Your assignment ->
For this exercise, return exactly the lines of the material below that begin at the one with "## Description" and stop after the one with "1200px; margin: 0".

Supplied records Block Start

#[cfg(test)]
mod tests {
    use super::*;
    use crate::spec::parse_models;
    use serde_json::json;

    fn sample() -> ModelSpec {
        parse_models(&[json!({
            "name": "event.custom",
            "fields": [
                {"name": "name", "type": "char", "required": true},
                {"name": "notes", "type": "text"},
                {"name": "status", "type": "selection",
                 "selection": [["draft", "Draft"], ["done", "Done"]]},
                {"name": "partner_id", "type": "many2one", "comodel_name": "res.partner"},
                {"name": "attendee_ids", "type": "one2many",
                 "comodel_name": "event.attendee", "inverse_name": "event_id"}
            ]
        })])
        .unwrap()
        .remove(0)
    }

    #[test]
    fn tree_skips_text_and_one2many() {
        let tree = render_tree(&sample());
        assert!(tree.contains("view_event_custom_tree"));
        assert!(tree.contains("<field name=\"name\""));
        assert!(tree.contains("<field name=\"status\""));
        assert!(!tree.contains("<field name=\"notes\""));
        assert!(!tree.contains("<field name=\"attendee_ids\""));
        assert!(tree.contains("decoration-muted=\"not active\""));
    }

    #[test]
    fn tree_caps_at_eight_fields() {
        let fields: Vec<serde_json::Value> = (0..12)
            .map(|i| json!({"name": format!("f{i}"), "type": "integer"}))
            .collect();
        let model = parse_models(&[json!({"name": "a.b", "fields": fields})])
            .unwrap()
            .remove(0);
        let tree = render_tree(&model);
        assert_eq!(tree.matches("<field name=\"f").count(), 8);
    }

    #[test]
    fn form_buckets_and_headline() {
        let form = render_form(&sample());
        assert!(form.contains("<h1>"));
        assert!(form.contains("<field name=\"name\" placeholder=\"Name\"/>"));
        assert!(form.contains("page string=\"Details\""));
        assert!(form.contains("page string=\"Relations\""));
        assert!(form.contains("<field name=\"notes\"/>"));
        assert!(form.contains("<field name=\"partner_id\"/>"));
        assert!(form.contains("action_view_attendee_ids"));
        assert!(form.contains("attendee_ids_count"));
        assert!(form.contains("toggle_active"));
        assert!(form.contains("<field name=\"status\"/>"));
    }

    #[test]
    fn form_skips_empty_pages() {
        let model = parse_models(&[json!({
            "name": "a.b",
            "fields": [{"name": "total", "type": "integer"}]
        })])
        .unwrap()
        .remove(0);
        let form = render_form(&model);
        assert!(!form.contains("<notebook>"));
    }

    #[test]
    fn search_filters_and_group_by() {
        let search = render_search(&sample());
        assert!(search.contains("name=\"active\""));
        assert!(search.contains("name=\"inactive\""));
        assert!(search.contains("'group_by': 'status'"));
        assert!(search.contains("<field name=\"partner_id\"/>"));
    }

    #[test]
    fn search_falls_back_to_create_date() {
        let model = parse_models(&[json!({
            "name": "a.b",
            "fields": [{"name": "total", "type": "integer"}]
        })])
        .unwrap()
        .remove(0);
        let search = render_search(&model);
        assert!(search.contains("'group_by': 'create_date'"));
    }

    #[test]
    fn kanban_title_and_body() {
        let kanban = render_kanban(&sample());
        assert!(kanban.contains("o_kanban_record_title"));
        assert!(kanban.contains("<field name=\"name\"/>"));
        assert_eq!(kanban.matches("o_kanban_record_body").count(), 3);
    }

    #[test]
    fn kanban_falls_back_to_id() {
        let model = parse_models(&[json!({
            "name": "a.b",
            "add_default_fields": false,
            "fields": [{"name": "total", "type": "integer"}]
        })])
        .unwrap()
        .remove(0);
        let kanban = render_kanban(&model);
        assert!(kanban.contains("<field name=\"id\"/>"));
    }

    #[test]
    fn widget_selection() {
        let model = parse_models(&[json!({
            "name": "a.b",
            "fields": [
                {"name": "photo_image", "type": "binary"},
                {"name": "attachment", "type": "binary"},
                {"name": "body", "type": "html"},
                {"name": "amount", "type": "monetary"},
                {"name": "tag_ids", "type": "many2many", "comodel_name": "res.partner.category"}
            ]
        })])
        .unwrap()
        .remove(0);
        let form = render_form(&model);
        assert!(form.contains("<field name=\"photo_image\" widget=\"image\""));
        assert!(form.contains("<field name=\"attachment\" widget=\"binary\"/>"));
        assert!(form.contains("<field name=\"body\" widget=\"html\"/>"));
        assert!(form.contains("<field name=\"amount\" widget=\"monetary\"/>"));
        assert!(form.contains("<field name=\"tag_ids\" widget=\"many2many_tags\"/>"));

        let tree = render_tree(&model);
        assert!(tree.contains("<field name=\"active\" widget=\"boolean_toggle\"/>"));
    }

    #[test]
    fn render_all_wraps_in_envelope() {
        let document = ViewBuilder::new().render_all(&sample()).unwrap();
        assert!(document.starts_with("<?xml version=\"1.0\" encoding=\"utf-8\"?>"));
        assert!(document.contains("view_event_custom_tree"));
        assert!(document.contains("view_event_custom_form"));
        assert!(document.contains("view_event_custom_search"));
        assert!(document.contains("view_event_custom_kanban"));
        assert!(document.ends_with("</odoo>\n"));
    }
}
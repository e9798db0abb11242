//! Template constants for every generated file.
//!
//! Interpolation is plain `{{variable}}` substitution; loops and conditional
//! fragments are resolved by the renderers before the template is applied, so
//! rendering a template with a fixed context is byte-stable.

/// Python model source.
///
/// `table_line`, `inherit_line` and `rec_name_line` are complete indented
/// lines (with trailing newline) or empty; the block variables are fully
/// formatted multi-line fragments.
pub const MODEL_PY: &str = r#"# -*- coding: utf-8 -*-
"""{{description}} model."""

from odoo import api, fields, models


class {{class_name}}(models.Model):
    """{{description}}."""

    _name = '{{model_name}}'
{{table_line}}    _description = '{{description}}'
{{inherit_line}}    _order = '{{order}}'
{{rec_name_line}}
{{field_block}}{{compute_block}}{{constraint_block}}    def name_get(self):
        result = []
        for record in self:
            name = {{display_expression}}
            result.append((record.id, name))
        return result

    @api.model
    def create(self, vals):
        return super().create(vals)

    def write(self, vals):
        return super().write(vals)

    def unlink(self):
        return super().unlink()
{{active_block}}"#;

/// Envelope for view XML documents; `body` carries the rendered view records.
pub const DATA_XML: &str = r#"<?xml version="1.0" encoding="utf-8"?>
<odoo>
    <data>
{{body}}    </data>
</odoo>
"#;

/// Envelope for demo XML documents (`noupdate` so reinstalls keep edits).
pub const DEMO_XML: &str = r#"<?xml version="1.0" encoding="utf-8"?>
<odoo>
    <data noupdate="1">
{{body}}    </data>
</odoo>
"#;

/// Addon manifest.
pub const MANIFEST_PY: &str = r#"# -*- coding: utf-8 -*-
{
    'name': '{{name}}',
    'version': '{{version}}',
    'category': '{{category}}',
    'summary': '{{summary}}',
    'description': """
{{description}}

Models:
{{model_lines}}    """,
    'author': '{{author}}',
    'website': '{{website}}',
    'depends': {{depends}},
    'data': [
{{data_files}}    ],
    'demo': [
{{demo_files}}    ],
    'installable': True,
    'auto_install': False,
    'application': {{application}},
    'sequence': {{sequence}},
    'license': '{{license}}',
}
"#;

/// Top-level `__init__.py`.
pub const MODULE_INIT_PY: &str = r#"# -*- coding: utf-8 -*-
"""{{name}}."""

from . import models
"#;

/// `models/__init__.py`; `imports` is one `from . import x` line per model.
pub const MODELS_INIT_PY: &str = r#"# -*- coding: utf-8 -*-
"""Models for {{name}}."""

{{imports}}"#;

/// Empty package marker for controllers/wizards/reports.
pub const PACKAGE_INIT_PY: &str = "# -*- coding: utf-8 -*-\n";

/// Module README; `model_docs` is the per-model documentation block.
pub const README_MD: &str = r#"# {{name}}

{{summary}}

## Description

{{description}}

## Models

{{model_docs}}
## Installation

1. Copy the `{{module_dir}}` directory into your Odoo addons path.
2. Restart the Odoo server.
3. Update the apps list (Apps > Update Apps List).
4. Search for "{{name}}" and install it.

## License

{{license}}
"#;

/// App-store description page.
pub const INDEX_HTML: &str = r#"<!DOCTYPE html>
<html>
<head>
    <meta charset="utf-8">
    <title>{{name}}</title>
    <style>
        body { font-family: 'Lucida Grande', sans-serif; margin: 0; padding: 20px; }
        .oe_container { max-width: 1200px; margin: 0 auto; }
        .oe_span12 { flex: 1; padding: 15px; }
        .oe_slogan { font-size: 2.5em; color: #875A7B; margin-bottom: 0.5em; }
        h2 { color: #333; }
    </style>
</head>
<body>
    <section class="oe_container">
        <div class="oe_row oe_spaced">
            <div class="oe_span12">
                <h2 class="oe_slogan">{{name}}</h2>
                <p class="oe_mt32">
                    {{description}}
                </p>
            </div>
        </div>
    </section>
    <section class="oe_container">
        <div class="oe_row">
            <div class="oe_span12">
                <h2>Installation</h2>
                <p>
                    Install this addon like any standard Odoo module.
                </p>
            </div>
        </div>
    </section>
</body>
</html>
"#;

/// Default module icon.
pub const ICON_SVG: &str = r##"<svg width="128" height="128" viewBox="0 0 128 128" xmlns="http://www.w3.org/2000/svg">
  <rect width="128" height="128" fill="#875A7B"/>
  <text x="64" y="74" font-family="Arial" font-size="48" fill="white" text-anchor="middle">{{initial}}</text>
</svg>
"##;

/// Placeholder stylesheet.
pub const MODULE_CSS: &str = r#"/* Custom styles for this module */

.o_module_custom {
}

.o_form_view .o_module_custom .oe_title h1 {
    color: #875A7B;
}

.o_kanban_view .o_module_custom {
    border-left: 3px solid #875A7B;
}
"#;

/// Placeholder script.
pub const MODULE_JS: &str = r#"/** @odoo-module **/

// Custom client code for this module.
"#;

Supplied records Block End
Supplied records Block Start

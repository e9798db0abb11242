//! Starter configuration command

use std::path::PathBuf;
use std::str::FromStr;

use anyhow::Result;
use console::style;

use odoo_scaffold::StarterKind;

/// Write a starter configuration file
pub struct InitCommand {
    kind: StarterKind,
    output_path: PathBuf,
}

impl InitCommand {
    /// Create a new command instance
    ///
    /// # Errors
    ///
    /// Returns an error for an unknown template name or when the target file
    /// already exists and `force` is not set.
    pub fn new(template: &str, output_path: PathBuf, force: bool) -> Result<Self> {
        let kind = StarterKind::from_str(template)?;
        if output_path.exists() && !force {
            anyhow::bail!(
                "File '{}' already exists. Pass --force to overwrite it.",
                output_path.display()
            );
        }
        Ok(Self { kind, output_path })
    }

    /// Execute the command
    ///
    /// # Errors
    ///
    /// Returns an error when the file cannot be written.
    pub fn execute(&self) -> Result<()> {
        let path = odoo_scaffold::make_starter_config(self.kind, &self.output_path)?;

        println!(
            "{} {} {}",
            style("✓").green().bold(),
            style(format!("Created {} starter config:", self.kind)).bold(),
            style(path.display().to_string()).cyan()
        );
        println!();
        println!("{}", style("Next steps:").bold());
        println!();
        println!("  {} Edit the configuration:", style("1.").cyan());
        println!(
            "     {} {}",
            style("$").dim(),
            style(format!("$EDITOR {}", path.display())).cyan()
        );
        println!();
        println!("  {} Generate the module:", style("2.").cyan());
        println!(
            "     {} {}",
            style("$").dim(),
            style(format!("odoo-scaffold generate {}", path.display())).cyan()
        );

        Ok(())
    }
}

Supplied records Block End

Answer to this task ->
## Description

{{description}}

## Models

{{model_docs}}
## Installation

1. Copy the `{{module_dir}}` directory into your Odoo addons path.
2. Restart the Odoo server.
3. Update the apps list (Apps > Update Apps List).
4. Search for "{{name}}" and install it.

## License

{{license}}
"#;

/// App-store description page.
pub const INDEX_HTML: &str = r#"<!DOCTYPE html>
<html>
<head>
    <meta charset="utf-8">
    <title>{{name}}</title>
    <style>
        body { font-family: 'Lucida Grande', sans-serif; margin: 0; padding: 20px; }
        .oe_container { max-width: 1200px; margin: 0 auto; }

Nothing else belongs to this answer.